Wednesday, February 10, 2010


Today was the first time I have ventured out with both boys by myself. I went to my friend Beth's house to see her and her gorgeous girls. Beth and I met years ago when we were both serving at Joe's Crab Shack. Beth was my trainer. She is an awesome woman and I am proud to be her friend.

Everyone has been writing such amazing things to me about my blogs both on Facebook and also on my page on the Family network on the Upside of Downs website. I always post the blogs I write here on there as well because who better to relate to what I am feeling than families that are experiencing the same things I do.

I am flattered by the kindness and compliments I have gotten. People have been so nice and have told me things like I'm going to change lives with my writing and that I am an inspiration. Those things mean a lot to me but I truly believe that the people who are writing them are a little misguided.

I am just a simple 29 year old mother. I am nobody special- well I hope that's not entirely true where my family is concerned. The point is- if ya'll only knew how wrong you are. I didn't graduate from college. I don't have a job that makes a difference in the world. Before I delivered my guys I was serving at a 16 table Mexican restaurant and doing Merchandising for Kohl's. I make minimum wage and can't afford to donate much to charity. I think of attending church but rarely make it that far. I am opinionated and lately I have been pretty crabby. I keep my house fairly neat but it's never spotless. I am lucky to shower everyday. I read for fun- authors like Nicholas Sparks and Stephen King. I can't remember a word of any true "classic" literature I have read. I have big dreams but lack much ambition for the most part. I hate that I am carrying around WAAAYY too much baby weight and I watch too much TV. My point is- I am NOBODY special.

I have been told that the way I am with my boys is amazing. While we were in the hospital and I was visiting the boys in the special care nursery late one night, one of the nurses told me that I make her so happy that she cries when she thinks of how great I am with the boys. She asked if I'd be willing to share my story with other parents. I said yes but inside my head I couldn't help but think that I was the wrong person for the job.

I love my sons. Unconditionally. But as you know from the letter I wrote to them I had doubts and pain and fear. I am no better than anyone else. In fact, I feel weak sometimes when I think of the fact that it is unlikely that my boys will ever father children and I cry. I cry for the life that I wanted for them and the hopes I had while I was imagining my sons as star quarterbacks or awesome pitchers. I dreamed of them marrying and having children for me to spoil one day. Even before they were born I had their lives planned out. And now, in the wee hours of the morning while I am holding each of my boys in turn- filling their bellies with warm formula (formula!?!see I don't even breast feed!!!) I look at their sweet angel faces and rather than feeling inspirational or special I simply feel- small. I feel like THEY are the special ones. The miracle babies. MY angels.
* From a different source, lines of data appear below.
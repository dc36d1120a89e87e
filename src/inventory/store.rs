use std::sync::Arc;

use tokio::sync::RwLock;

use super::model::{AggregateInventory, AppContextPair, Inventory};

/// Concurrently populated aggregate. Writers take a single coarse lock; readers
/// get a snapshot.
#[derive(Default)]
pub struct AggregateStore {
    inner: RwLock<AggregateInventory>,
}

impl AggregateStore {
    pub fn new() -> Self {
        Self::default()
    }

    /// First writer wins: returns `false` when the pair was already stored.
    pub async fn insert(&self, pair: AppContextPair, inventory: Inventory) -> bool {
        self.inner
            .write()
            .await
            .insert_if_absent(pair, Arc::new(inventory))
    }

    pub async fn has_app_id(&self, app_id: u32) -> bool {
        self.inner.read().await.has_app_id(app_id)
    }

    pub async fn has_context_id(&self, app_id: u32, context_id: u64) -> bool {
        self.inner.read().await.has_context_id(app_id, context_id)
    }

    pub async fn get(&self, pair: AppContextPair) -> Option<Arc<Inventory>> {
        self.inner
            .read()
            .await
            .get(pair.app_id, pair.context_id)
            .cloned()
    }

    pub async fn len(&self) -> usize {
        self.inner.read().await.len()
    }

    pub async fn snapshot(&self) -> AggregateInventory {
        self.inner.read().await.clone()
    }
}
//! Steam community inventory fetching: context discovery, paginated inventory
//! reads, and a run handle that gates readers until every fetch has concluded.
pub mod discovery;
pub mod endpoints;
pub mod error;
pub mod gate;
pub mod model;
pub mod orchestrator;
pub mod paginate;
pub mod store;
pub mod transport;
pub mod wire;

#[cfg(test)]
mod testing;

pub use discovery::{DiscoveredApp, DiscoveryOutcome};
pub use error::InventoryError;
pub use model::{
    AggregateInventory, AppContextPair, Inventory, InventoryItem, ItemDescription,
};
pub use orchestrator::{FetchRun, InventoryFetcher, RunOutcome, RunState};
pub use transport::{CommunityClient, RetryPolicy, RetryingTransport, WebFetch};
//! Environment helpers: centralized dotenv loading and ergonomic getters.
//! Call `init_env()` once early in each binary (or rely on lazy Once).
use std::str::FromStr;
use std::sync::Once;
use tracing::warn;

static INIT: Once = Once::new();

/// Load .env exactly once. Safe to call many times.
pub fn init_env() {
    INIT.call_once(|| {
        if dotenv::dotenv().is_ok() {
            return;
        }
        // Fallback to Cargo project root
        let candidate = format!("{}/.env", env!("CARGO_MANIFEST_DIR"));
        let _ = dotenv::from_filename(candidate);
    });
}

/// Get optional env var (None if unset or empty).
pub fn env_opt(key: &str) -> Option<String> {
    init_env();
    match std::env::var(key) {
        Ok(v) if !v.trim().is_empty() => Some(v),
        _ => None,
    }
}

/// Get parsed value with default fallback. Unparseable values are logged and ignored.
pub fn env_parse<T>(key: &str, default: T) -> T
where
    T: FromStr + std::fmt::Debug,
{
    init_env();
    match std::env::var(key) {
        Ok(raw) => match raw.trim().parse::<T>() {
            Ok(value) => value,
            Err(_) => {
                warn!(
                    env_key = key,
                    raw_value = %raw,
                    fallback = ?default,
                    "invalid env value; using default"
                );
                default
            }
        },
        Err(_) => default,
    }
}

/// Boolean flag; accepts 1/true/on/yes (case-insensitive) as true.
pub fn env_flag(key: &str, default: bool) -> bool {
    init_env();
    match std::env::var(key) {
        Ok(raw) => {
            let v = raw.trim().to_ascii_lowercase();
            matches!(v.as_str(), "1" | "true" | "on" | "yes")
        }
        Err(_) => default,
    }
}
I read that the odds of having twins who both have DS is 1 in a million births. That doesn't make me feel special. It makes me think why are WE the family that got the 1's in the million? Matthew and I are normal, everyday people. We have nothing over the next guy. Now, don't misunderstand- I am not bemoaning our fate. Not at all. On the contrary- every moment I am near my sons is a moment when I feel truly and profoundly blessed. There are so many things that are SO much worse! I was reading about Duchenne Muscular Dystrophy.This is a form of MD where the boys- who are most often affected- lose the ability to walk in adolescence. They typically die in their teens or in early adulthood. My GOD! Every fiber of my being aches for those parents. I am ill equipped to deal with such tragedy. I couldn't bear to see my sons suffer and eventually die. I hurt for those families. My sons have Down Syndrome. Big. Deal.

I mentioned my friend Beth in the beginning of this long winded mess. She is a hero to me. Her daughter Casey died of cancer when she was very young. I looked at Beth today while we were sitting on the couch at her house and I told her I don't know how she did it. She survived a tragedy I cannot fathom. She remains strong in her faith. She loves her two other children in such a BIG way.

She is the special one.

She inspires me.

She changes lives. She changed me in a way.

And I'd be willing to bet she'd feel the same way I do about those statements- like she is just a normal mother.